EXERCISE DIRECTIONS
Please transcribe, exactly and only, the lines of the records below from the one holding "return Err(e.into());" to the very end.

▬▬▬

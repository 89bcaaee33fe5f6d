//! Durable tier: one JSON document per key, aged by modification time.

use std::path::{Path, PathBuf};
use std::time::SystemTime;

use async_trait::async_trait;
use serde_json::Value;
use tokio::fs;
use uuid::Uuid;

use crate::error::CacheError;

/// A stored document and when it was last written.
#[derive(Debug, Clone, PartialEq)]
pub struct StoredEntry {
    pub value: Value,
    pub modified: SystemTime,
}

/// Key-value blob store with modification times.
#[async_trait]
pub trait DurableStore: Send + Sync {
    /// Missing keys yield `Ok(None)`.
    async fn load(&self, key: &str) -> Result<Option<StoredEntry>, CacheError>;

    /// Replace the whole entry. Readers never observe a partial write.
    async fn store(&self, key: &str, value: &Value) -> Result<(), CacheError>;

    /// Returns `false` if the key was absent.
    async fn delete(&self, key: &str) -> Result<bool, CacheError>;

    /// All stored keys with their modification times.
    async fn list(&self) -> Result<Vec<(String, SystemTime)>, CacheError>;
}

/// Filesystem store writing `<dir>/<key>.json`.
#[derive(Debug, Clone)]
pub struct FsStore {
    dir: PathBuf,
}

impl FsStore {
    pub fn new(dir: impl Into<PathBuf>) -> Self {
        Self { dir: dir.into() }
    }

    pub fn dir(&self) -> &Path {
        &self.dir
    }

    fn path_for(&self, key: &str) -> Result<PathBuf, CacheError> {
        let valid = !key.is_empty()
            && key
                .chars()
                .all(|c| c.is_ascii_alphanumeric() || c == '_' || c == '-');
        if !valid {
            return Err(CacheError::InvalidKey(key.to_string()));
        }
        Ok(self.dir.join(format!("{key}.json")))
    }
}

#[async_trait]
impl DurableStore for FsStore {
    async fn load(&self, key: &str) -> Result<Option<StoredEntry>, CacheError> {
        let path = self.path_for(key)?;
        let bytes = match fs::read(&path).await {
            Ok(bytes) => bytes,
            Err(e) if e.kind() == std::io::ErrorKind::NotFound => return Ok(None),
            Err(e) => return Err(e.into()),
        };
        let modified = fs::metadata(&path).await?.modified()?;
        let value = serde_json::from_slice(&bytes)?;
        Ok(Some(StoredEntry { value, modified }))
    }

    async fn store(&self, key: &str, value: &Value) -> Result<(), CacheError> {
        let path = self.path_for(key)?;
        let bytes = serde_json::to_vec_pretty(value)?;

        fs::create_dir_all(&self.dir).await?;
        let tmp = self.dir.join(format!(".{key}.{}.tmp", Uuid::new_v4().simple()));
        fs::write(&tmp, &bytes).await?;
        if let Err(e) = fs::rename(&tmp, &path).await {
            let _ = fs::remove_file(&tmp).await;
            return Err(e.into());
        }
        Ok(())
    }

    async fn delete(&self, key: &str) -> Result<bool, CacheError> {
        let path = self.path_for(key)?;
        match fs::remove_file(&path).await {
            Ok(()) => Ok(true),
            Err(e) if e.kind() == std::io::ErrorKind::NotFound => Ok(false),
            Err(e) => Err(e.into()),
        }
    }

    async fn list(&self) -> Result<Vec<(String, SystemTime)>, CacheError> {
        let mut dir = match fs::read_dir(&self.dir).await {
            Ok(dir) => dir,
            Err(e) if e.kind() == std::io::ErrorKind::NotFound => return Ok(Vec::new()),
            Err(e) => return Err(e.into()),
        };

        let mut entries = Vec::new();
        while let Some(entry) = dir.next_entry().await? {
            let path = entry.path();
            if path.extension().and_then(|e| e.to_str()) != Some("json") {
                continue;
            }
            let Some(key) = path.file_stem().and_then(|s| s.to_str()) else {
                continue;
            };
            // Skip in-progress temp files
            if key.starts_with('.') {
                continue;
            }
            let modified = entry.metadata().await?.modified()?;
            entries.push((key.to_string(), modified));
        }
        Ok(entries)
    }
}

▬▬▬

TASK RESPONSE
            return Err(e.into());
        }
        Ok(())
    }

    async fn delete(&self, key: &str) -> Result<bool, CacheError> {
        let path = self.path_for(key)?;
        match fs::remove_file(&path).await {
            Ok(()) => Ok(true),
            Err(e) if e.kind() == std::io::ErrorKind::NotFound => Ok(false),
            Err(e) => Err(e.into()),
        }
    }

    async fn list(&self) -> Result<Vec<(String, SystemTime)>, CacheError> {
        let mut dir = match fs::read_dir(&self.dir).await {
            Ok(dir) => dir,
            Err(e) if e.kind() == std::io::ErrorKind::NotFound => return Ok(Vec::new()),
            Err(e) => return Err(e.into()),
        };

        let mut entries = Vec::new();
        while let Some(entry) = dir.next_entry().await? {
            let path = entry.path();
            if path.extension().and_then(|e| e.to_str()) != Some("json") {
                continue;
            }
            let Some(key) = path.file_stem().and_then(|s| s.to_str()) else {
                continue;
            };
            // Skip in-progress temp files
            if key.starts_with('.') {
                continue;
            }
            let modified = entry.metadata().await?.modified()?;
            entries.push((key.to_string(), modified));
        }
        Ok(entries)
    }
}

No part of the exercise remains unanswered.